PROBLEM REQUIREMENTS
A complete answer lists every line of the material where the string "CapturedFrame" occurs.

THE DATA
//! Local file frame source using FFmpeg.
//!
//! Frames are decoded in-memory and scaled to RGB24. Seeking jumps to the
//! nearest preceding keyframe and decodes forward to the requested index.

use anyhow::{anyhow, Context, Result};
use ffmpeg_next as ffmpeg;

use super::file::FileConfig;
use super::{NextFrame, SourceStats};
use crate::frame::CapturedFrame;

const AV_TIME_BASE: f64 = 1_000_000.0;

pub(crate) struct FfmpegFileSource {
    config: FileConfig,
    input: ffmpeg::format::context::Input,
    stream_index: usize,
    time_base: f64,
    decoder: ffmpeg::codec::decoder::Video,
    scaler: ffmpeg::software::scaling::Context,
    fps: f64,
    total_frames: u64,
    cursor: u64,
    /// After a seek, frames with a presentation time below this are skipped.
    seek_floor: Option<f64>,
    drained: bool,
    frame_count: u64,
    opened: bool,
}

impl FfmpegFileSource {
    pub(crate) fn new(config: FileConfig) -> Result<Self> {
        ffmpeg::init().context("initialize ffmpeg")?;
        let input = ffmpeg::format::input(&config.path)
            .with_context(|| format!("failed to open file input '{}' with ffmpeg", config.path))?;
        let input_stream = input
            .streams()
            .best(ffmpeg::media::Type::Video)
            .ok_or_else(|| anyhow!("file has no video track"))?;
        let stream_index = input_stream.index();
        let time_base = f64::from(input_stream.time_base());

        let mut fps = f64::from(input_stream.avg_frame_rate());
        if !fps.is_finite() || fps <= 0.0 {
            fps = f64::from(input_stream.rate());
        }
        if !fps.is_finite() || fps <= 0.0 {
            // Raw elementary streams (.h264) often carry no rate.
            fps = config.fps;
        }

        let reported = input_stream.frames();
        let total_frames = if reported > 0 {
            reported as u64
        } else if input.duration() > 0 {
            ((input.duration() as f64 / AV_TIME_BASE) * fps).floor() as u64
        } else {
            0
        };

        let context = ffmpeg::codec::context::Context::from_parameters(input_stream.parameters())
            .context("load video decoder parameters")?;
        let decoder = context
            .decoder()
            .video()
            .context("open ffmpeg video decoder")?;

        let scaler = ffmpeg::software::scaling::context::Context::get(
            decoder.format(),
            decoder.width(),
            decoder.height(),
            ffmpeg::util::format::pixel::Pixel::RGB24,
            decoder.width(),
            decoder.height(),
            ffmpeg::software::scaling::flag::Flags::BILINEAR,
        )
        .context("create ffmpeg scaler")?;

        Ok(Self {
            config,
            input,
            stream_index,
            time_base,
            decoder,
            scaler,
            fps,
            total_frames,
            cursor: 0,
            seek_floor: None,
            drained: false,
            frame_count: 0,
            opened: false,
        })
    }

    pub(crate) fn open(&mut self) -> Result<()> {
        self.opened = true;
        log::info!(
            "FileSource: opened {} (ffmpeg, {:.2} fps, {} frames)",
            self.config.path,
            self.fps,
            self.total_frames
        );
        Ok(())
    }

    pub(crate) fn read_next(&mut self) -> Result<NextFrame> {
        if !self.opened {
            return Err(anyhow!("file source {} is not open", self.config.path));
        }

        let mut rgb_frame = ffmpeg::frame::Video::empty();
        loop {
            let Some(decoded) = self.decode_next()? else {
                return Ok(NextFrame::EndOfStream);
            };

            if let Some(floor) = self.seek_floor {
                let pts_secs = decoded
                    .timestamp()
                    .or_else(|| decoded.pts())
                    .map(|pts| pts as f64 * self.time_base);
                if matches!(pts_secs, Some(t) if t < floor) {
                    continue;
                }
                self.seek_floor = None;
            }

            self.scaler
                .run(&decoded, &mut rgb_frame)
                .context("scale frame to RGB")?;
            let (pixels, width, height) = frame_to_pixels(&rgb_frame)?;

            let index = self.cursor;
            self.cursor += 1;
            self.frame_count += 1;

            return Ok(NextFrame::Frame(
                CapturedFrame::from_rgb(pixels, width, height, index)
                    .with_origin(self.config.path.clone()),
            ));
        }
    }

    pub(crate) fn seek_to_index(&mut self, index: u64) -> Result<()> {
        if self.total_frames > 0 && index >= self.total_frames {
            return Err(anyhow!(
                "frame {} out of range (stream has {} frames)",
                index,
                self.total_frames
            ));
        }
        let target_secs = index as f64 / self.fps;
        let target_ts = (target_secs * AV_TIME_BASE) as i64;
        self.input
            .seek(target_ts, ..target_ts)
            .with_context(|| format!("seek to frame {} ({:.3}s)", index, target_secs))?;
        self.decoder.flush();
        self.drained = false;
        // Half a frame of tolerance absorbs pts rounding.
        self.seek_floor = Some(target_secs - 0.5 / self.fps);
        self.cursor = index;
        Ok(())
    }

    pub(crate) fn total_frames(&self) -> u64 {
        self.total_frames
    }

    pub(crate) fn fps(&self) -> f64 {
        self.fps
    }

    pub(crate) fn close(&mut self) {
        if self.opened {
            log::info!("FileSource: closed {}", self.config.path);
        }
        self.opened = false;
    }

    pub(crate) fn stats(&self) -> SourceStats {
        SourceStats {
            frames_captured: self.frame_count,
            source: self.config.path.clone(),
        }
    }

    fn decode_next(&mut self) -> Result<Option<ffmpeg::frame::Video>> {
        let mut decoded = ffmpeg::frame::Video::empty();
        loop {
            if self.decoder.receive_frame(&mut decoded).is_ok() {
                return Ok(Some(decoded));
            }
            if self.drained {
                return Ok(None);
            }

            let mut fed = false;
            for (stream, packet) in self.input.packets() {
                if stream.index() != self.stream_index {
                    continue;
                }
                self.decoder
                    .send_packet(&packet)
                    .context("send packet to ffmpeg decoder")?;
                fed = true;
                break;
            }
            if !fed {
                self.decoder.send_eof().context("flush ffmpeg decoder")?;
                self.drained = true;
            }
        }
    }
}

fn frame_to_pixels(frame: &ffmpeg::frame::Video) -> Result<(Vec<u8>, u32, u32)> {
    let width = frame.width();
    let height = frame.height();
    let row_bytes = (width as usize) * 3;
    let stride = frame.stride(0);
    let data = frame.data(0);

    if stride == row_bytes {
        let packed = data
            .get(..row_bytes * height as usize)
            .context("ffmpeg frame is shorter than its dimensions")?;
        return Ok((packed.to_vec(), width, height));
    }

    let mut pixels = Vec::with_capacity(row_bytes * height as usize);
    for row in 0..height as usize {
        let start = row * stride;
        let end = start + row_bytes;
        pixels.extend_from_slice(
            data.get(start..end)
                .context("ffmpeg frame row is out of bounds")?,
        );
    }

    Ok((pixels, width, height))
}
==
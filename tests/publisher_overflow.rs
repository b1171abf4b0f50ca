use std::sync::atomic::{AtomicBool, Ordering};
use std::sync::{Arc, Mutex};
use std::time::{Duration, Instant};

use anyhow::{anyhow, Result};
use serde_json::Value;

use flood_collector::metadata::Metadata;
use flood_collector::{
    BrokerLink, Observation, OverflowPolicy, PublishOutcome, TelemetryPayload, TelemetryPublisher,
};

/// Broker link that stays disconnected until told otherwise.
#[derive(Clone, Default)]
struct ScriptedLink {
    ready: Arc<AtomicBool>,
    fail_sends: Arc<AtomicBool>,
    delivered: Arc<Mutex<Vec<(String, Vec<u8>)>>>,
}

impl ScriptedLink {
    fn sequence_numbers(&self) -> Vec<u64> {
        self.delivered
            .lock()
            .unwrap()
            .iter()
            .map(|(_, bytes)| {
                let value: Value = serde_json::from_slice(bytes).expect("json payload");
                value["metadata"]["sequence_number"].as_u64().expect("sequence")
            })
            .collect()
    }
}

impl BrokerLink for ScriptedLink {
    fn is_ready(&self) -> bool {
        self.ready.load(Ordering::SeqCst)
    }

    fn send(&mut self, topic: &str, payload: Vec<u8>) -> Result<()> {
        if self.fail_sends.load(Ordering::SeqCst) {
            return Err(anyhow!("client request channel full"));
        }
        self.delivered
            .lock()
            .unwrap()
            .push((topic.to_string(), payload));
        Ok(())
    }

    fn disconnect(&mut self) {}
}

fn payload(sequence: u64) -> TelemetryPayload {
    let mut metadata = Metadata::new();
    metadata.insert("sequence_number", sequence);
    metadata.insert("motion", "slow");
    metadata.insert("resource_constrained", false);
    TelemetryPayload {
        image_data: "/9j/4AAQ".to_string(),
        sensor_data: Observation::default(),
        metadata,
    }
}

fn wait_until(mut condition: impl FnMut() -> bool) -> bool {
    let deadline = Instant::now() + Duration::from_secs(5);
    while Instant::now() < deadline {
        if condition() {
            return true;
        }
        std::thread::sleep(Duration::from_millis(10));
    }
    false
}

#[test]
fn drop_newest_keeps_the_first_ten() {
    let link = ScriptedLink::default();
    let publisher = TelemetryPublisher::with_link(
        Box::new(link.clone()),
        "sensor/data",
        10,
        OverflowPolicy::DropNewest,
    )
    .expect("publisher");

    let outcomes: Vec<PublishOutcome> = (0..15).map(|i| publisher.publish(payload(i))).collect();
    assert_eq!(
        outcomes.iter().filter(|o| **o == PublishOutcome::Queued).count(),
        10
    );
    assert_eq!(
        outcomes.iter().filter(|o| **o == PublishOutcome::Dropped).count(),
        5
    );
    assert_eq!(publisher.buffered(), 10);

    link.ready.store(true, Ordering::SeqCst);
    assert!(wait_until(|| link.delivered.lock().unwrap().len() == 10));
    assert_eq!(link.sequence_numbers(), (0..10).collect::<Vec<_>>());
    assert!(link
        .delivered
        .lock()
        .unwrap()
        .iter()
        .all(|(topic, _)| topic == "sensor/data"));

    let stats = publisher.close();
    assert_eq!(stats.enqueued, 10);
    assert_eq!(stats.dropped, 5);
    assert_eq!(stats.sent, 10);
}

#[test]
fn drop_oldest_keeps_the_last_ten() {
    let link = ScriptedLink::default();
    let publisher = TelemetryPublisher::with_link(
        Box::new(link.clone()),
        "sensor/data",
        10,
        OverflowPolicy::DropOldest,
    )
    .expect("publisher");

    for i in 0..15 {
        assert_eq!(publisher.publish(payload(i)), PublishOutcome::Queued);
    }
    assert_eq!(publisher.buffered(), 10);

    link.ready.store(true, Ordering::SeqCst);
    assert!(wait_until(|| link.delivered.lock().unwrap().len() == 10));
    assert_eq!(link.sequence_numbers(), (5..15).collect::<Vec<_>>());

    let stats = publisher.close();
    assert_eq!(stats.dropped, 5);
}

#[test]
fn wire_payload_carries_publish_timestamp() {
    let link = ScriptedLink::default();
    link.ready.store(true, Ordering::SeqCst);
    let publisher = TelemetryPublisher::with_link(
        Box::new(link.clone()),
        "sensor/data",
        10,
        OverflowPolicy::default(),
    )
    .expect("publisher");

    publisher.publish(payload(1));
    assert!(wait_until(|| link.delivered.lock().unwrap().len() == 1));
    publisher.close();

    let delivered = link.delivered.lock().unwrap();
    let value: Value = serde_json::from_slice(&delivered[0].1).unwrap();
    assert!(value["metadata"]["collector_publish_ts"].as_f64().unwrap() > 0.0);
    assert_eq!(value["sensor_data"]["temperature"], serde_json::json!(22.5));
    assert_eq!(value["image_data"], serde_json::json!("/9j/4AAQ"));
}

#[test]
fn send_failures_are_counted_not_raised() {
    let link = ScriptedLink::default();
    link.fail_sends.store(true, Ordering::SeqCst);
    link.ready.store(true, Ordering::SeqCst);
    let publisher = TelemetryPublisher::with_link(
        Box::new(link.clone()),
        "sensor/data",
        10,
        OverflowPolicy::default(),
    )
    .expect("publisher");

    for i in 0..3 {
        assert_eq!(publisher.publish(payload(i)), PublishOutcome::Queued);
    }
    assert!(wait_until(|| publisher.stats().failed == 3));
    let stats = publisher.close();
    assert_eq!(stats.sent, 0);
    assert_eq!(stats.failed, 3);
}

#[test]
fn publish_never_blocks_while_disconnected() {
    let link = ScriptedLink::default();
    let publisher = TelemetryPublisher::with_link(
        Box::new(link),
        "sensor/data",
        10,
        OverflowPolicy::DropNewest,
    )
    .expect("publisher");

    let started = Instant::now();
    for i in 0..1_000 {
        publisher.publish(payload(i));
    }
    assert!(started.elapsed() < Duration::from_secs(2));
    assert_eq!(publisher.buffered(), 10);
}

YOUR SOLUTION
use crate::frame::CapturedFrame;
                CapturedFrame::from_rgb(pixels, width, height, index)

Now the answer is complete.